The HGO premiered Heggie’s second major opera, “End of the Affair,” in 2004, when David Gockley was still general director.Anthony Freud, who succeeded Gockley in 2005, met Jake Heggie during an early visit to Houston. “Jake told me about this idea that had been washing around, but hadn’t yet found a home,” he says. “Flicka too has a long relationship with the HGO, and I had been talking to her about a small-scale work just for her. I loved this story immediately.” “We then brought in Leonard Foglia, who has worked with both Jake and McNally, to create an in-the-round production that Freud defines as “cabaret style.”

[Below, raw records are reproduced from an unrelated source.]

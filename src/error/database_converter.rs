use diesel::result::{DatabaseErrorInformation, DatabaseErrorKind, Error as DieselError};

use crate::error::{AppError, ConstraintKind, ConstraintParser};

/// Tables the parser can recognise inside constraint names.
const KNOWN_TABLES: &[&str] = &["utilizadores", "cargos"];

/// Converts diesel errors into structured [`AppError`] variants.
///
/// Store tables and columns are reported under their domain names
/// (`utilizadores.idade` becomes `user.age`) so callers never see the
/// physical schema.
pub struct DatabaseErrorConverter;

impl DatabaseErrorConverter {
    pub fn convert_diesel_error(error: DieselError, operation: &str) -> AppError {
        match error {
            DieselError::DatabaseError(kind, info) => {
                Self::convert_database_error(kind, info.as_ref(), operation)
            }
            DieselError::NotFound => AppError::NotFound {
                entity: "resource".to_string(),
                field: "id".to_string(),
                value: "unknown".to_string(),
            },
            other => AppError::Database {
                operation: operation.to_string(),
                source: anyhow::Error::from(other),
            },
        }
    }

    fn convert_database_error(
        kind: DatabaseErrorKind,
        info: &(dyn DatabaseErrorInformation + Send + Sync),
        operation: &str,
    ) -> AppError {
        let message = info.message();

        let constraint_kind = match kind {
            DatabaseErrorKind::UniqueViolation => ConstraintKind::Unique,
            DatabaseErrorKind::ForeignKeyViolation => ConstraintKind::ForeignKey,
            DatabaseErrorKind::CheckViolation => ConstraintKind::Check,
            DatabaseErrorKind::NotNullViolation => ConstraintKind::NotNull,
            DatabaseErrorKind::ClosedConnection => {
                return AppError::ConnectionFailure {
                    source: anyhow::anyhow!("connection closed during {operation}: {message}"),
                };
            }
            _ => {
                return AppError::Database {
                    operation: operation.to_string(),
                    source: anyhow::anyhow!("Database error: {message}"),
                };
            }
        };

        // The detail line carries `Key (col)=(val)`; diesel keeps it apart from the message.
        let full_message = match info.details() {
            Some(details) => format!("{message}\nDETAIL: {details}"),
            None => message.to_string(),
        };

        match ConstraintParser::parse(
            constraint_kind,
            &full_message,
            info.constraint_name(),
            KNOWN_TABLES,
        ) {
            Some(parsed) => AppError::ConstraintViolation {
                kind: parsed.kind,
                entity: Self::entity_name(&parsed.table).to_string(),
                field: Self::field_name(&parsed.table, &parsed.column).to_string(),
                value: parsed.value,
            },
            None => AppError::Database {
                operation: operation.to_string(),
                source: anyhow::anyhow!("{constraint_kind} constraint violation: {message}"),
            },
        }
    }

    /// Domain name for a store table.
    pub fn entity_name(table: &str) -> &str {
        match table {
            "utilizadores" => "user",
            "cargos" => "role",
            other => other,
        }
    }

    /// Domain name for a column of `table`.
    pub fn field_name<'a>(table: &str, column: &'a str) -> &'a str {
        if column == ConstraintParser::primary_key_column(table) {
            return "id";
        }
        match column {
            "id_utilizador" => "id",
            "id_cargo" => "role_id",
            "nome" => "name",
            "idade" => "age",
            "telefone" => "phone",
            "descricao" => "description",
            other => other,
        }
    }
}
//! Size-based rotation for the log file

use std::fs;
use std::path::{Path, PathBuf};
use std::time::SystemTime;

use jiff::Zoned;

use crate::logger::LoggerError;
use crate::logger::compression::gzip_in_place;
use crate::logger::config::RotationConfig;

pub struct RotationManager {
    config: RotationConfig,
}

impl RotationManager {
    pub fn new(config: RotationConfig) -> Self {
        Self { config }
    }

    pub fn should_rotate(&self, current_size: u64) -> bool {
        current_size >= self.config.max_size
    }

    /// Moves the active file aside, compresses it if configured and prunes
    /// old rotations. Returns the final path of the rotated file.
    pub fn rotate(&self, active: &Path) -> Result<Option<PathBuf>, LoggerError> {
        if !active.exists() {
            return Ok(None);
        }

        let rotated = rotated_path(active, &Zoned::now());
        fs::rename(active, &rotated)?;

        let rotated = if self.config.compress {
            gzip_in_place(&rotated)
                .map_err(|e| LoggerError::rotation(format!("compression failed: {e}")))?
        } else {
            rotated
        };

        self.prune(active)?;
        Ok(Some(rotated))
    }

    /// Deletes the oldest rotations beyond `max_files`.
    pub fn prune(&self, active: &Path) -> Result<usize, LoggerError> {
        let mut rotated = rotated_siblings(active)?;
        if rotated.len() <= self.config.max_files {
            return Ok(0);
        }

        rotated.sort_by(|(a_path, a_time), (b_path, b_time)| {
            a_time.cmp(b_time).then_with(|| a_path.cmp(b_path))
        });

        let excess = rotated.len() - self.config.max_files;
        for (path, _) in rotated.iter().take(excess) {
            fs::remove_file(path)?;
        }
        Ok(excess)
    }
}

/// `logs/app.log` -> `logs/app.20250115_120000.log`, with a counter on clashes.
fn rotated_path(active: &Path, now: &Zoned) -> PathBuf {
    let timestamp = now.strftime("%Y%m%d_%H%M%S").to_string();
    let stem = active.file_stem().unwrap_or_default().to_string_lossy();
    let ext = active.extension().map(|e| e.to_string_lossy());

    let name_for = |suffix: &str| match &ext {
        Some(ext) => format!("{stem}.{timestamp}{suffix}.{ext}"),
        None => format!("{stem}.{timestamp}{suffix}"),
    };

    let mut candidate = active.with_file_name(name_for(""));
    let mut counter = 1;
    while candidate.exists() || gz_sibling(&candidate).exists() {
        candidate = active.with_file_name(name_for(&format!("_{counter}")));
        counter += 1;
    }
    candidate
}

fn gz_sibling(path: &Path) -> PathBuf {
    let mut name = path.as_os_str().to_owned();
    name.push(".gz");
    PathBuf::from(name)
}

fn rotated_siblings(active: &Path) -> Result<Vec<(PathBuf, SystemTime)>, LoggerError> {
    let parent = match active.parent() {
        Some(p) if !p.as_os_str().is_empty() => p,
        _ => Path::new("."),
    };
    let prefix = format!(
        "{}.",
        active.file_stem().unwrap_or_default().to_string_lossy()
    );

    let mut files = Vec::new();
    for entry in fs::read_dir(parent)? {
        let path = entry?.path();
        if path.file_name() == active.file_name() {
            continue;
        }
        let is_rotation = path
            .file_name()
            .map(|n| n.to_string_lossy().starts_with(&prefix))
            .unwrap_or(false);
        if is_rotation {
            let modified = fs::metadata(&path)?
                .modified()
                .unwrap_or(SystemTime::UNIX_EPOCH);
            files.push((path, modified));
        }
    }
    Ok(files)
}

Freud, who has obviously seen a lot of opera, admits that he cried at the end of the San Francisco run-throughs. “It’s wide ranging and very human,” he says. “Everyone will find in it something that triggers the trauma of recollection. “It will touch the sensitivity of every member of the audience.” “The intimacy of the piece is its strength,” he says. “Jake has a unique ability to celebrate the circumstances of a situation. “This is very sophisticated writing.’

“Last Acts” will be performed in the HGO’s 1065-seat Cullen Theater with the ensemble on stage with the singers. “There are no sets,” von Stade says. “Just an occasional chair and a mirror. “Effects are achieved with light, and the scenes flow together easily. Lighting designer is Brian Nason. (“Last Acts,” in three acts without intermission, lasts 90 minutes.) Heggie has recently set the final monologue of McNally’s "Master Class" for Joyce DiDonato, who has recorded it for release next year. “Last Acts” is a co-commission with the San Francisco Opera.

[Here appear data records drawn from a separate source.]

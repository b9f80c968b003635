//! Deployment environment selecting the `config/{env}.toml` layer

use std::fmt;
use std::str::FromStr;

use serde::{Deserialize, Serialize};

use crate::config::error::ConfigError;

#[derive(Debug, Clone, Copy, Default, PartialEq, Eq, Serialize, Deserialize)]
#[serde(rename_all = "lowercase")]
pub enum Environment {
    #[default]
    Development,
    Test,
    Staging,
    Production,
}

impl Environment {
    pub const ENV_VAR: &'static str = "SOFTSKILLS_APP_ENV";

    /// Reads `SOFTSKILLS_APP_ENV`; unset or unparseable values mean `Development`.
    pub fn from_env() -> Self {
        std::env::var(Self::ENV_VAR)
            .ok()
            .and_then(|s| s.parse().ok())
            .unwrap_or_default()
    }

    pub fn as_str(&self) -> &'static str {
        match self {
            Environment::Development => "development",
            Environment::Test => "test",
            Environment::Staging => "staging",
            Environment::Production => "production",
        }
    }

    /// Swagger UI and other developer conveniences are off in production.
    pub fn is_production(&self) -> bool {
        matches!(self, Environment::Production)
    }
}

impl FromStr for Environment {
    type Err = ConfigError;

    fn from_str(s: &str) -> Result<Self, Self::Err> {
        match s.trim().to_lowercase().as_str() {
            "development" | "dev" => Ok(Environment::Development),
            "test" => Ok(Environment::Test),
            "staging" | "stage" => Ok(Environment::Staging),
            "production" | "prod" => Ok(Environment::Production),
            other => Err(ConfigError::EnvVarError(format!(
                "Invalid environment '{other}'. Valid values are: development, test, staging, production"
            ))),
        }
    }
}

impl fmt::Display for Environment {
    fn fmt(&self, f: &mut fmt::Formatter<'_>) -> fmt::Result {
        f.write_str(self.as_str())
    }
}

“Last Acts” by Jake Heggie and Gene Sheer opens at the Houston Grand Opera on February 29; eight performances run through March 15. For information and tickets starting at $50, call 1-800-626-7372 or visit www.houstongrandopera.org.

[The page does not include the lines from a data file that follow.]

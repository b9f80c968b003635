//! Layered configuration loading
//!
//! Sources, lowest priority first:
//! 1. `default.toml` (required)
//! 2. `{environment}.toml`
//! 3. `local.toml`
//! 4. legacy `DB_NAME`, `DB_USER`, `DB_PASSWORD`, `DB_HOST`, `DB_PORT`
//! 5. `SOFTSKILLS_*` environment variables
//!
//! `SOFTSKILLS_CONFIG_FILE` (or [`ConfigLoader::with_config_file`]) replaces
//! steps 1-3 with a single file.

use std::path::{Path, PathBuf};

use config::builder::DefaultState;
use config::{Config, ConfigBuilder, Environment, File, FileFormat, Map, Source, Value};

use crate::config::environment::Environment as AppEnvironment;
use crate::config::error::ConfigError;
use crate::config::settings::Settings;

const CONFIG_DIR_ENV: &str = "SOFTSKILLS_CONFIG_DIR";
const CONFIG_FILE_ENV: &str = "SOFTSKILLS_CONFIG_FILE";
const DEFAULT_CONFIG_DIR: &str = "config";
const ENV_PREFIX: &str = "SOFTSKILLS";
const ENV_SEPARATOR: &str = "__";

/// `DB_*` variable to settings key
const LEGACY_DATABASE_VARS: [(&str, &str); 5] = [
    ("DB_NAME", "database.name"),
    ("DB_USER", "database.user"),
    ("DB_PASSWORD", "database.password"),
    ("DB_HOST", "database.host"),
    ("DB_PORT", "database.port"),
];

#[derive(Debug)]
pub struct ConfigLoader {
    config_dir: PathBuf,
    config_file: Option<PathBuf>,
    environment: AppEnvironment,
}

impl ConfigLoader {
    /// Reads `SOFTSKILLS_CONFIG_DIR`, `SOFTSKILLS_CONFIG_FILE` and
    /// `SOFTSKILLS_APP_ENV`.
    ///
    /// # Errors
    ///
    /// Fails when both the directory and the file variables are set.
    pub fn new() -> Result<Self, ConfigError> {
        let config_dir = std::env::var(CONFIG_DIR_ENV).ok().map(PathBuf::from);
        let config_file = std::env::var(CONFIG_FILE_ENV).ok().map(PathBuf::from);

        if config_dir.is_some() && config_file.is_some() {
            return Err(ConfigError::mutual_exclusivity(format!(
                "{CONFIG_DIR_ENV} and {CONFIG_FILE_ENV} cannot both be set. \
                 Use {CONFIG_DIR_ENV} for layered configuration or \
                 {CONFIG_FILE_ENV} for a single configuration file."
            )));
        }

        Ok(Self {
            config_dir: config_dir.unwrap_or_else(|| PathBuf::from(DEFAULT_CONFIG_DIR)),
            config_file,
            environment: AppEnvironment::from_env(),
        })
    }

    /// Loads exactly this file instead of the layered directory.
    pub fn with_config_file(mut self, path: impl Into<PathBuf>) -> Self {
        self.config_file = Some(path.into());
        self
    }

    pub fn with_environment(mut self, environment: AppEnvironment) -> Self {
        self.environment = environment;
        self
    }

    pub fn environment(&self) -> AppEnvironment {
        self.environment
    }

    /// Loads, deserializes and validates the settings.
    pub fn load(&self) -> Result<Settings, ConfigError> {
        let settings = self.load_unvalidated()?;
        settings.validate()?;
        Ok(settings)
    }

    /// Same as [`load`](Self::load) without validation, for callers that
    /// apply further overrides first.
    pub fn load_unvalidated(&self) -> Result<Settings, ConfigError> {
        let config = self.build_config(LegacyDatabaseEnv::from_env())?;
        let settings: Settings = config.try_deserialize().map_err(|e| {
            ConfigError::ParseError(format!("Failed to deserialize configuration: {e}"))
        })?;
        Ok(settings.tap_environment(self.environment))
    }

    fn build_config(&self, legacy: LegacyDatabaseEnv) -> Result<Config, ConfigError> {
        let builder = Config::builder();

        let builder = match &self.config_file {
            Some(file) => add_file_source(builder, file, true)?,
            None => self.add_layered_files(builder)?,
        };

        // SOFTSKILLS_SERVER__PORT -> server.port
        builder
            .add_source(legacy)
            .add_source(
                Environment::with_prefix(ENV_PREFIX)
                    .prefix_separator("_")
                    .separator(ENV_SEPARATOR)
                    .ignore_empty(true)
                    .try_parsing(true),
            )
            .build()
            .map_err(ConfigError::from)
    }

    fn add_layered_files(
        &self,
        builder: ConfigBuilder<DefaultState>,
    ) -> Result<ConfigBuilder<DefaultState>, ConfigError> {
        let builder = add_file_source(builder, &self.config_dir.join("default.toml"), true)?;
        let builder = add_file_source(
            builder,
            &self
                .config_dir
                .join(format!("{}.toml", self.environment.as_str())),
            false,
        )?;
        add_file_source(builder, &self.config_dir.join("local.toml"), false)
    }
}

impl Settings {
    fn tap_environment(mut self, environment: AppEnvironment) -> Self {
        self.application.environment = environment;
        self
    }
}

fn add_file_source(
    builder: ConfigBuilder<DefaultState>,
    path: &Path,
    required: bool,
) -> Result<ConfigBuilder<DefaultState>, ConfigError> {
    if required && !path.is_file() {
        return Err(ConfigError::file_not_found(format!(
            "Required configuration file not found: {}",
            path.display()
        )));
    }

    let path_str = path.to_str().ok_or_else(|| {
        ConfigError::validation(
            "config_file",
            format!("Configuration path is not valid UTF-8: {}", path.display()),
        )
    })?;

    Ok(builder.add_source(File::new(path_str, FileFormat::Toml).required(required)))
}

/// The plain `DB_*` variables, mapped onto `database.*`.
#[derive(Debug, Clone, Default)]
struct LegacyDatabaseEnv {
    values: Vec<(&'static str, &'static str, String)>,
}

impl LegacyDatabaseEnv {
    fn from_env() -> Self {
        Self::from_lookup(|name| std::env::var(name).ok())
    }

    fn from_lookup(lookup: impl Fn(&str) -> Option<String>) -> Self {
        let values = LEGACY_DATABASE_VARS
            .iter()
            .filter_map(|(var, key)| {
                lookup(var)
                    .filter(|v| !v.is_empty())
                    .map(|v| (*var, *key, v))
            })
            .collect();
        Self { values }
    }
}

impl Source for LegacyDatabaseEnv {
    fn clone_into_box(&self) -> Box<dyn Source + Send + Sync> {
        Box::new(self.clone())
    }

    fn collect(&self) -> Result<Map<String, Value>, config::ConfigError> {
        Ok(self
            .values
            .iter()
            .map(|(var, key, value)| {
                let origin = var.to_string();
                (key.to_string(), Value::new(Some(&origin), value.clone()))
            })
            .collect())
    }
}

Footnote on “Flicka”: “Retirement” is not a word in the vocabulary of Frederica von Stade, born in 1945. Asked about future plans, Frederica von Stade speaks of “la sistema,” the Venezuelan program that provides every kid in the country with music lessons. It has been brought to the attention of the world in the past year by superb Simon Bolivar Youth Orchestra and its conductor Gustavo Dudamel, the 26-year-old who has been named music director of the Los Angeles Philharmonic. Plans are being made by several American communities to “clone” the system, and von Stade has organized an inner-city children’s choir in Oakland. (She makes her home in the East Bay.) “I work with them twice a week,” she says. “They’re building a new cathedral in Oakland, and I hope to have the choir ready to perform there when it is finished.”